» What is needed:
The lines to copy are those in the records below that hold the word "struct".

» Source data:
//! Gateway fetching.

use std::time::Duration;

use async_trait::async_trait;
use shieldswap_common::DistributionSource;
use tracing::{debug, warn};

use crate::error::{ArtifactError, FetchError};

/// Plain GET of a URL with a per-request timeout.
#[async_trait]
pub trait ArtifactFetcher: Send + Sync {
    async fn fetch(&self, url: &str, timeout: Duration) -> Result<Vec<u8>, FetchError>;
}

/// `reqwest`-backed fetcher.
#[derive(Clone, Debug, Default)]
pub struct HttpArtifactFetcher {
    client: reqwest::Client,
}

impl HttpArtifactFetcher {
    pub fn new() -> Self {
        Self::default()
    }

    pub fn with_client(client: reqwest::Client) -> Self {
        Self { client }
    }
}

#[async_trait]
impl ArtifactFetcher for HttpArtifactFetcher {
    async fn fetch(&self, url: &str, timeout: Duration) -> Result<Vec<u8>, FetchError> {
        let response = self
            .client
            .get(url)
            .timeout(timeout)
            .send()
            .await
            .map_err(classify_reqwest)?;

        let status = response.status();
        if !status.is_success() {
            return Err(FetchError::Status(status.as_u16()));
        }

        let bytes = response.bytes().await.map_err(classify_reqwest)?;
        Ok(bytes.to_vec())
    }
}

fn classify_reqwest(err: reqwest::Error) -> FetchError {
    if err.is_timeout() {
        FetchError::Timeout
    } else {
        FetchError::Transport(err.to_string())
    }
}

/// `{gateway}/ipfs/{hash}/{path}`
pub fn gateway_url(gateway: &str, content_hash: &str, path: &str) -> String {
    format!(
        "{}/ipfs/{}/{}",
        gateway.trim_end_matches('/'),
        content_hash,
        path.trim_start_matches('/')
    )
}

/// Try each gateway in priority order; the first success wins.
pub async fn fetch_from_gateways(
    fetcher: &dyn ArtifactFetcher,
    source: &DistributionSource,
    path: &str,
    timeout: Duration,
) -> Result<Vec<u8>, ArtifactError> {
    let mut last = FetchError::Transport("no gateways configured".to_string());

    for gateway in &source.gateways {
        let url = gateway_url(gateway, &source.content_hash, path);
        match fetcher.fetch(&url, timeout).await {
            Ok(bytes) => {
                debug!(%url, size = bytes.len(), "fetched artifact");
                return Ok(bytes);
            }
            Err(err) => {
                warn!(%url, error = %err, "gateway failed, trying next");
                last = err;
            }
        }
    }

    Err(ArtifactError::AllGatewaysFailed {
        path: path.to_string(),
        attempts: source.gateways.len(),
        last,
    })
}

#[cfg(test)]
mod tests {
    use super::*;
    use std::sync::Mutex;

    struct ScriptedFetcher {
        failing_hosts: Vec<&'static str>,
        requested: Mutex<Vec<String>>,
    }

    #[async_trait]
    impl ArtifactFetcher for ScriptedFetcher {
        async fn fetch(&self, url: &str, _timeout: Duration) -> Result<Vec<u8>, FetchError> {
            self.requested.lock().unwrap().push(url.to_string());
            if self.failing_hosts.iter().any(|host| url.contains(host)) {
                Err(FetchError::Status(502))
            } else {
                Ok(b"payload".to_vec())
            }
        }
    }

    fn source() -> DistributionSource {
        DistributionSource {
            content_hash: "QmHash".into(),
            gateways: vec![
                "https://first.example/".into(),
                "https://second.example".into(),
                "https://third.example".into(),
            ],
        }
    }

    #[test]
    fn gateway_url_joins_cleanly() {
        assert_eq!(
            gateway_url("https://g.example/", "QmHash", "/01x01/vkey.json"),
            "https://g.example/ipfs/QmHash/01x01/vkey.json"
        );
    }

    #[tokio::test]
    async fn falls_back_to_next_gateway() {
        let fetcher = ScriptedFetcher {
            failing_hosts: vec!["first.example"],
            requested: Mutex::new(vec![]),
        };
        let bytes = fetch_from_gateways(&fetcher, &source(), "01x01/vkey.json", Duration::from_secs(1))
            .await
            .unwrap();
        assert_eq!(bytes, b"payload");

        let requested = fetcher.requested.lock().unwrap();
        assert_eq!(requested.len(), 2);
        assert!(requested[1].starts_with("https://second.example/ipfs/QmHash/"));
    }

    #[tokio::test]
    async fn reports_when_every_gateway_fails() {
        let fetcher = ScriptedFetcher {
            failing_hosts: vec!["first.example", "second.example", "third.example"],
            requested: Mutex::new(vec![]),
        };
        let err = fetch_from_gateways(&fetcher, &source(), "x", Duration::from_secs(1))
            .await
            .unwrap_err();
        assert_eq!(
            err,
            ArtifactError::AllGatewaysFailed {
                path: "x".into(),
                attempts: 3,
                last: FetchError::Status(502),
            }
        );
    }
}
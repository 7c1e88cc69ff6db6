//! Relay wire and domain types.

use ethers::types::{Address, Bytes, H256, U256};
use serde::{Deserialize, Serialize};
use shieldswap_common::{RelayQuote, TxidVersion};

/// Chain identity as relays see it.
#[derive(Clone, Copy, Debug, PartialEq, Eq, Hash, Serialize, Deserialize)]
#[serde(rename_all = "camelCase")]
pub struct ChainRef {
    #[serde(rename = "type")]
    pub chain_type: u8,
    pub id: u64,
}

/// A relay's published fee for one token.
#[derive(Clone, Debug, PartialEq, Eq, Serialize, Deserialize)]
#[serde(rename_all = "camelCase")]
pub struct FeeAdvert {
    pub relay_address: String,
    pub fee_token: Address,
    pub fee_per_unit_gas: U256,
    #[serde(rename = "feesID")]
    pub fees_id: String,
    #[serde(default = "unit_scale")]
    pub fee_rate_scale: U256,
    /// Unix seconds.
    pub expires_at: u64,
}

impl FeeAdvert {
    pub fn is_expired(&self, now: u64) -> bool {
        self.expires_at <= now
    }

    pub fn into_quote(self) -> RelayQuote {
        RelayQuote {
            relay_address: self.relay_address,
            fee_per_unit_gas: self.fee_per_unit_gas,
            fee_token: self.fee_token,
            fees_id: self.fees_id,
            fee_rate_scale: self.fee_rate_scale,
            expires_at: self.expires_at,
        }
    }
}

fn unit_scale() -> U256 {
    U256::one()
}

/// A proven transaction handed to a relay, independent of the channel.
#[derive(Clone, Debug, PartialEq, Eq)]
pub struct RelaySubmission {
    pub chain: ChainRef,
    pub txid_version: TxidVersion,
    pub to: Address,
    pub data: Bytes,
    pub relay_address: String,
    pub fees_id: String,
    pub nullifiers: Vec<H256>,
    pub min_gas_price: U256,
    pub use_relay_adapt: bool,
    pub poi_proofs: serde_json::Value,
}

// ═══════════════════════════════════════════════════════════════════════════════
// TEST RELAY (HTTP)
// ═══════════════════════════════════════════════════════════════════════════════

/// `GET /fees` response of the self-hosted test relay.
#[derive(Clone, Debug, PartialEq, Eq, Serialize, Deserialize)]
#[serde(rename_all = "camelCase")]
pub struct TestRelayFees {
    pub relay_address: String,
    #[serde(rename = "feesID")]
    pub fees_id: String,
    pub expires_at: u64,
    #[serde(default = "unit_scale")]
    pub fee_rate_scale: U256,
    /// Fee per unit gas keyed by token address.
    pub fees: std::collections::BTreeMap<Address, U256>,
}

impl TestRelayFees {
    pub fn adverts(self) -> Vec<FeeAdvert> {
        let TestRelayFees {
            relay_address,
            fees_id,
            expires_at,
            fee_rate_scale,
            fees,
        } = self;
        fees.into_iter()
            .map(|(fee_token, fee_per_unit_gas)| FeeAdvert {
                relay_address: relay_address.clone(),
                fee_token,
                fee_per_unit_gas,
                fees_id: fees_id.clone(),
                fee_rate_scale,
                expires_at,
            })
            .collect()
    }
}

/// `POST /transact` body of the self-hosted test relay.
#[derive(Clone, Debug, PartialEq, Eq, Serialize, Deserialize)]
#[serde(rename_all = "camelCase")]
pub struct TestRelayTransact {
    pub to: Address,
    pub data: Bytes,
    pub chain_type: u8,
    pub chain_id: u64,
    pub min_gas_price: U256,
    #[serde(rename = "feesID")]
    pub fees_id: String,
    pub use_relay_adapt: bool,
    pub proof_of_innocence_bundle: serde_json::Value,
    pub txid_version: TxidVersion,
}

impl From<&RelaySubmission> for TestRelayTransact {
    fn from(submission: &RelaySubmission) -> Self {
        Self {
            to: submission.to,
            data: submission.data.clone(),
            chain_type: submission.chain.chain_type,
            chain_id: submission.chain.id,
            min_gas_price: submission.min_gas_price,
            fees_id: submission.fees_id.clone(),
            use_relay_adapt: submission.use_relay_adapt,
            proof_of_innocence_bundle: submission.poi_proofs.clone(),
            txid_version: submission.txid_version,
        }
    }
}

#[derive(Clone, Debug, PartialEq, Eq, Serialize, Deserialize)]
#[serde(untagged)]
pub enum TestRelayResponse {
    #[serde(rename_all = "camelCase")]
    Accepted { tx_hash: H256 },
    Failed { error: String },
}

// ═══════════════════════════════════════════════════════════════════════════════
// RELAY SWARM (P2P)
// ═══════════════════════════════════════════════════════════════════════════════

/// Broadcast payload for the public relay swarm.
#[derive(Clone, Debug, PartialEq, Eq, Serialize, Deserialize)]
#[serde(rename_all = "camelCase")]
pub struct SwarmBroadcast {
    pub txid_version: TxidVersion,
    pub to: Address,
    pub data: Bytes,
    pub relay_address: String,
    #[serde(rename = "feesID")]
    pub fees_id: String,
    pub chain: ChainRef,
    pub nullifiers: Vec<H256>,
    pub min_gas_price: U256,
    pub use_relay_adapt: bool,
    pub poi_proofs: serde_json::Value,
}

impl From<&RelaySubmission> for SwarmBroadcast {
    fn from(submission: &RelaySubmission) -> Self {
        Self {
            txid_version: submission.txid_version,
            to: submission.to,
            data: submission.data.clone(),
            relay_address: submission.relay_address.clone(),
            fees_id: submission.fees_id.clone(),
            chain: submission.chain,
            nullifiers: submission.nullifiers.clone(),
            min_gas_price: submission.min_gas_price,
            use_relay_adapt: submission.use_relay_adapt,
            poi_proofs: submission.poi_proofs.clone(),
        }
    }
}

» Task response:
pub struct HttpArtifactFetcher {
    struct ScriptedFetcher {
pub struct ChainRef {
pub struct FeeAdvert {
pub struct RelaySubmission {
pub struct TestRelayFees {
pub struct TestRelayTransact {
pub struct SwarmBroadcast {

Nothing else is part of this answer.